BACKGROUND: Real-world data are increasingly being used for as a complement to randomized controlled trials (RCTs) for evaluating the effectiveness and cost-effectiveness of healthcare interventions. Real-world data often are expected to have higher generalizability by including more representative patient populations and resembling daily clinical practice better than RCTs. However, since data are not collected for research purposes, missing observations in real-world data are highly common. Inadequate handling of missing observations may lead to biased estimates and invalid conclusions. The aim of this scoping review was to identify and critically appraise statistical methods for dealing with missing observations in real-world data.
METHODS: We searched PubMed for simulation studies that assessed the performance of statistical methods for dealing with missing observations in real-world data published between January 2000 and December 2018. We searched for simulation studies because well-developed simulation studies may be preferable to choose the best missing data method for real-world data. Information was extracted on the aims of the studies, data generating mechanisms, assessed statistical methods for dealing with missing observations, performance of the statistical method, statistical software used, and authors’ remarks and conclusions on the validity and usability of the statistical methods.
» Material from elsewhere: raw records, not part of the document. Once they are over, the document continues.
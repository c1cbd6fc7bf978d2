//! Scheduler (C5): the runtime state machine a pool of build workers pulls
//! work from. Shared across threads behind a single `Mutex`; every public
//! operation takes the lock, mutates, and returns.

use std::collections::{BTreeSet, HashMap};
use std::sync::Mutex;

use crate::error::SchedulerError;
use crate::grouping::BuildGroup;
use crate::recipe::RecipeId;

/// Maximum batch size accepted by [`Schedule::next_batch`] (exclusive upper
/// bound from §4.5: `1 <= n < 100`).
const MAX_BATCH_SIZE: usize = 99;

/// Runtime state of one member of a Simple group.
#[derive(Debug, Clone, PartialEq, Eq)]
enum MemberState {
    /// Blocked on the given subset of its in-group dependencies.
    Waiting(BTreeSet<RecipeId>),
    /// Unblocked, queued for dispatch.
    Ready,
    /// Dispensed to a worker, not yet reported.
    Building,
    /// Successfully completed.
    Accomplished,
}

#[derive(Debug)]
struct SimpleGroupState {
    on: HashMap<RecipeId, BTreeSet<RecipeId>>,
    by: HashMap<RecipeId, BTreeSet<RecipeId>>,
    priority: HashMap<RecipeId, i64>,
    state: HashMap<RecipeId, MemberState>,
}

impl SimpleGroupState {
    fn new(
        members: &[RecipeId],
        on: HashMap<RecipeId, BTreeSet<RecipeId>>,
        by: HashMap<RecipeId, BTreeSet<RecipeId>>,
        priority: HashMap<RecipeId, i64>,
    ) -> Self {
        let state = members
            .iter()
            .map(|&id| {
                let waiting = on.get(&id).cloned().unwrap_or_default();
                let initial = if waiting.is_empty() {
                    MemberState::Ready
                } else {
                    MemberState::Waiting(waiting)
                };
                (id, initial)
            })
            .collect();

        Self { on, by, priority, state }
    }

    fn is_accomplished(&self) -> bool {
        self.state.values().all(|s| *s == MemberState::Accomplished)
    }
}

#[derive(Debug)]
struct CircularGroupState {
    order: Vec<RecipeId>,
    /// Index into `order` of the next member to build.
    cursor: usize,
    /// Whether `order[cursor]` is currently dispensed to a worker.
    in_flight: bool,
}

impl CircularGroupState {
    fn new(order: Vec<RecipeId>) -> Self {
        Self { order, cursor: 0, in_flight: false }
    }

    fn is_accomplished(&self) -> bool {
        self.cursor >= self.order.len()
    }
}

#[derive(Debug)]
enum GroupState {
    Simple(SimpleGroupState),
    Circular(CircularGroupState),
}

impl GroupState {
    fn is_accomplished(&self) -> bool {
        match self {
            GroupState::Simple(g) => g.is_accomplished(),
            GroupState::Circular(g) => g.is_accomplished(),
        }
    }
}

/// Snapshot counts for one group, returned by [`Schedule::stats`].
#[derive(Debug, Clone, Copy, Default, PartialEq, Eq)]
pub struct GroupStats {
    /// Total members in the group.
    pub total: usize,
    /// Members still waiting on an in-group dependency.
    pub waiting: usize,
    /// Members queued for dispatch.
    pub ready: usize,
    /// Members dispensed but unreported.
    pub building: usize,
    /// Members successfully completed.
    pub accomplished: usize,
}

impl std::ops::AddAssign for GroupStats {
    fn add_assign(&mut self, other: Self) {
        self.total += other.total;
        self.waiting += other.waiting;
        self.ready += other.ready;
        self.building += other.building;
        self.accomplished += other.accomplished;
    }
}

/// Snapshot of the whole schedule's progress, returned by [`Schedule::stats`].
#[derive(Debug, Clone, PartialEq, Eq)]
pub struct ScheduleStats {
    /// Totals across every group.
    pub overall: GroupStats,
    /// Per-group breakdown, in group order.
    pub groups: Vec<GroupStats>,
    /// Whether the schedule has completed every group.
    pub done: bool,
}

struct SchedulerState {
    groups: Vec<GroupState>,
    /// Index of the group presently building. `== groups.len()` means `Done`.
    current: usize,
}

impl SchedulerState {
    fn current_group_mut(&mut self) -> Option<&mut GroupState> {
        self.groups.get_mut(self.current)
    }

    /// Advance `current` past any groups that are already fully
    /// accomplished (a freshly-completed group, or one with no work at all).
    fn advance_if_accomplished(&mut self) {
        while self.current < self.groups.len() && self.groups[self.current].is_accomplished() {
            self.current += 1;
        }
    }

    fn is_done(&self) -> bool {
        self.current >= self.groups.len()
    }
}

/// The top-level scheduled build: an ordered sequence of build groups plus
/// the mutable runtime state a worker pool dispatches against.
///
/// `Schedule` is `Send + Sync`; every operation serializes behind a single
/// internal `Mutex`, matching §5's concurrency model (no async, no internal
/// timers — a worker that abandons work must call [`Schedule::report_failure`]
/// itself).
pub struct Schedule {
    state: Mutex<SchedulerState>,
    /// Recipe short name, for tie-breaking dispatch order and diagnostics.
    names: HashMap<RecipeId, String>,
}

impl Schedule {
    /// Build a schedule from already-classified build groups.
    ///
    /// This is the final assembly step of `Schedule::build`'s C1-C4
    /// pipeline; most callers should use that instead of constructing
    /// groups by hand.
    #[must_use]
    pub fn from_groups(groups: Vec<BuildGroup>, names: HashMap<RecipeId, String>) -> Self {
        let runtime_groups = groups
            .into_iter()
            .map(|group| match group {
                BuildGroup::Simple { members, on, by, priority } => {
                    GroupState::Simple(SimpleGroupState::new(&members, on, by, priority))
                }
                BuildGroup::Circular { order, .. } => GroupState::Circular(CircularGroupState::new(order)),
            })
            .collect::<Vec<_>>();

        let mut state = SchedulerState { groups: runtime_groups, current: 0 };
        state.advance_if_accomplished();

        tracing::debug!(groups = state.groups.len(), "schedule assembled");
        Self { state: Mutex::new(state), names }
    }

    /// Dispense up to `n` recipes currently `ready`.
    ///
    /// Within a Simple group, recipes are chosen by descending priority,
    /// then ascending name. A Circular group yields at most one recipe, and
    /// none if its one in-flight slot is occupied. Returns an empty vector,
    /// not an error, once the schedule is `Done`.
    ///
    /// # Errors
    ///
    /// Returns `SchedulerError::InvalidBatchSize` if `n` is `0` or greater
    /// than `99`.
    #[allow(clippy::missing_panics_doc)]
    pub fn next_batch(&self, n: usize) -> Result<Vec<RecipeId>, SchedulerError> {
        if n == 0 || n > MAX_BATCH_SIZE {
            return Err(SchedulerError::InvalidBatchSize(n));
        }

        let mut guard = self.state.lock().expect("scheduler mutex poisoned");
        if guard.is_done() {
            return Ok(Vec::new());
        }

        let names = &self.names;
        let current = guard.current;
        let dispensed = match guard.current_group_mut() {
            Some(GroupState::Simple(group)) => {
                let mut candidates: Vec<(RecipeId, i64)> = group
                    .state
                    .iter()
                    .filter(|(_, s)| **s == MemberState::Ready)
                    .map(|(&id, _)| (id, group.priority.get(&id).copied().unwrap_or(0)))
                    .collect();

                candidates.sort_by(|(a_id, a_pri), (b_id, b_pri)| {
                    b_pri
                        .cmp(a_pri)
                        .then_with(|| name_of(names, *a_id).cmp(name_of(names, *b_id)))
                });

                let chosen: Vec<RecipeId> = candidates.into_iter().take(n).map(|(id, _)| id).collect();
                for &id in &chosen {
                    let _ = group.state.insert(id, MemberState::Building);
                }
                chosen
            }
            Some(GroupState::Circular(group)) => {
                if group.in_flight || group.is_accomplished() {
                    Vec::new()
                } else {
                    group.in_flight = true;
                    vec![group.order[group.cursor]]
                }
            }
            None => Vec::new(),
        };

        tracing::debug!(group = current, dispensed = dispensed.len(), "next_batch");
        Ok(dispensed)
    }

    /// Record successful completion of `id`.
    ///
    /// Transitions it to `accomplished`, cascades waiting-set reductions to
    /// its in-group dependents, and advances the group pointer if this was
    /// the group's last outstanding member.
    ///
    /// # Errors
    ///
    /// Returns `SchedulerError::NotDispatched` if `id` was not `building`.
    pub fn report_success(&self, id: RecipeId) -> Result<(), SchedulerError> {
        let mut guard = self.state.lock().expect("scheduler mutex poisoned");
        let current = guard.current;
        match guard.current_group_mut() {
            Some(GroupState::Simple(group)) => {
                match group.state.get(&id) {
                    Some(MemberState::Building) => {}
                    _ => return Err(SchedulerError::NotDispatched(id)),
                }
                let _ = group.state.insert(id, MemberState::Accomplished);

                if let Some(dependents) = group.by.get(&id).cloned() {
                    for dependent in dependents {
                        let still_waiting = match group.state.get_mut(&dependent) {
                            Some(MemberState::Waiting(waiting)) => {
                                let _ = waiting.remove(&id);
                                Some(waiting.is_empty())
                            }
                            _ => None,
                        };
                        if still_waiting == Some(true) {
                            let _ = group.state.insert(dependent, MemberState::Ready);
                        }
                    }
                }
            }
            Some(GroupState::Circular(group)) => {
                if !group.in_flight || group.order.get(group.cursor) != Some(&id) {
                    return Err(SchedulerError::NotDispatched(id));
                }
                group.in_flight = false;
                group.cursor += 1;
            }
            None => return Err(SchedulerError::NotDispatched(id)),
        }

        tracing::debug!(group = current, recipe = %name_of(&self.names, id), "report_success");
        guard.advance_if_accomplished();
        Ok(())
    }

    /// Record a failed attempt at `id`, returning it to the ready set
    /// (Simple groups) or re-heading it (Circular groups) with its original
    /// priority untouched.
    ///
    /// # Errors
    ///
    /// Returns `SchedulerError::NotDispatched` if `id` was not `building`.
    pub fn report_failure(&self, id: RecipeId) -> Result<(), SchedulerError> {
        let mut guard = self.state.lock().expect("scheduler mutex poisoned");
        let current = guard.current;
        match guard.current_group_mut() {
            Some(GroupState::Simple(group)) => match group.state.get(&id) {
                Some(MemberState::Building) => {
                    let _ = group.state.insert(id, MemberState::Ready);
                }
                _ => return Err(SchedulerError::NotDispatched(id)),
            },
            Some(GroupState::Circular(group)) => {
                if !group.in_flight || group.order.get(group.cursor) != Some(&id) {
                    return Err(SchedulerError::NotDispatched(id));
                }
                group.in_flight = false;
            }
            None => return Err(SchedulerError::NotDispatched(id)),
        }

        tracing::debug!(group = current, recipe = %name_of(&self.names, id), "report_failure");
        Ok(())
    }

    /// Snapshot counts across the whole schedule and per-group.
    #[must_use]
    pub fn stats(&self) -> ScheduleStats {
        let guard = self.state.lock().expect("scheduler mutex poisoned");

        let groups: Vec<GroupStats> = guard.groups.iter().map(group_stats).collect();
        let overall = groups.iter().fold(GroupStats::default(), |mut acc, g| {
            acc += *g;
            acc
        });

        ScheduleStats { overall, groups, done: guard.is_done() }
    }

    /// `true` once every group has been accomplished.
    #[must_use]
    pub fn is_done(&self) -> bool {
        self.state.lock().expect("scheduler mutex poisoned").is_done()
    }
}

fn name_of(names: &HashMap<RecipeId, String>, id: RecipeId) -> &str {
    names.get(&id).map(String::as_str).unwrap_or_default()
}

fn group_stats(group: &GroupState) -> GroupStats {
    match group {
        GroupState::Simple(g) => {
            let mut stats = GroupStats { total: g.state.len(), ..GroupStats::default() };
            for state in g.state.values() {
                match state {
                    MemberState::Waiting(_) => stats.waiting += 1,
                    MemberState::Ready => stats.ready += 1,
                    MemberState::Building => stats.building += 1,
                    MemberState::Accomplished => stats.accomplished += 1,
                }
            }
            stats
        }
        GroupState::Circular(g) => {
            let total = g.order.len();
            let accomplished = g.cursor.min(total);
            let building = usize::from(g.in_flight && g.cursor < total);
            let ready = usize::from(!g.in_flight && g.cursor < total);
            GroupStats {
                total,
                waiting: total - accomplished - building - ready,
                ready,
                building,
                accomplished,
            }
        }
    }
}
RESULTS: Fifty-two studies were eligible for inclusion; 19 assessed methods for missing covariates, 13 for missing outcome(s), 15 for missing observations in both covariates and outcome(s), and in 5 studies it was unclear whether missing observations were present in covariates and/or outcome(s). Eleven studies took into account the multilevel structure of the data, whereas others did not. When imputing single-level missing at random (MAR) data, MICE and multivariate normal imputations (MVNI) seemed the best performing methods. When dealing with multilevel MAR data, multiple imputation-based methods seem to be the most flexible and best performing methods. For data missing not at random (MNAR, 16 studies), selection models and pattern mixture models appear to be most promising.
CONCLUSIONS: The choice of a statistical method to deal with missing observations depends on the type of missing variables and the assumed missing data mechanism. Although MAR is the most commonly assumed missing data mechanism, data that are missing not at random (MNAR) is also common in real-world data, although only few studies evaluated methods for MNAR data.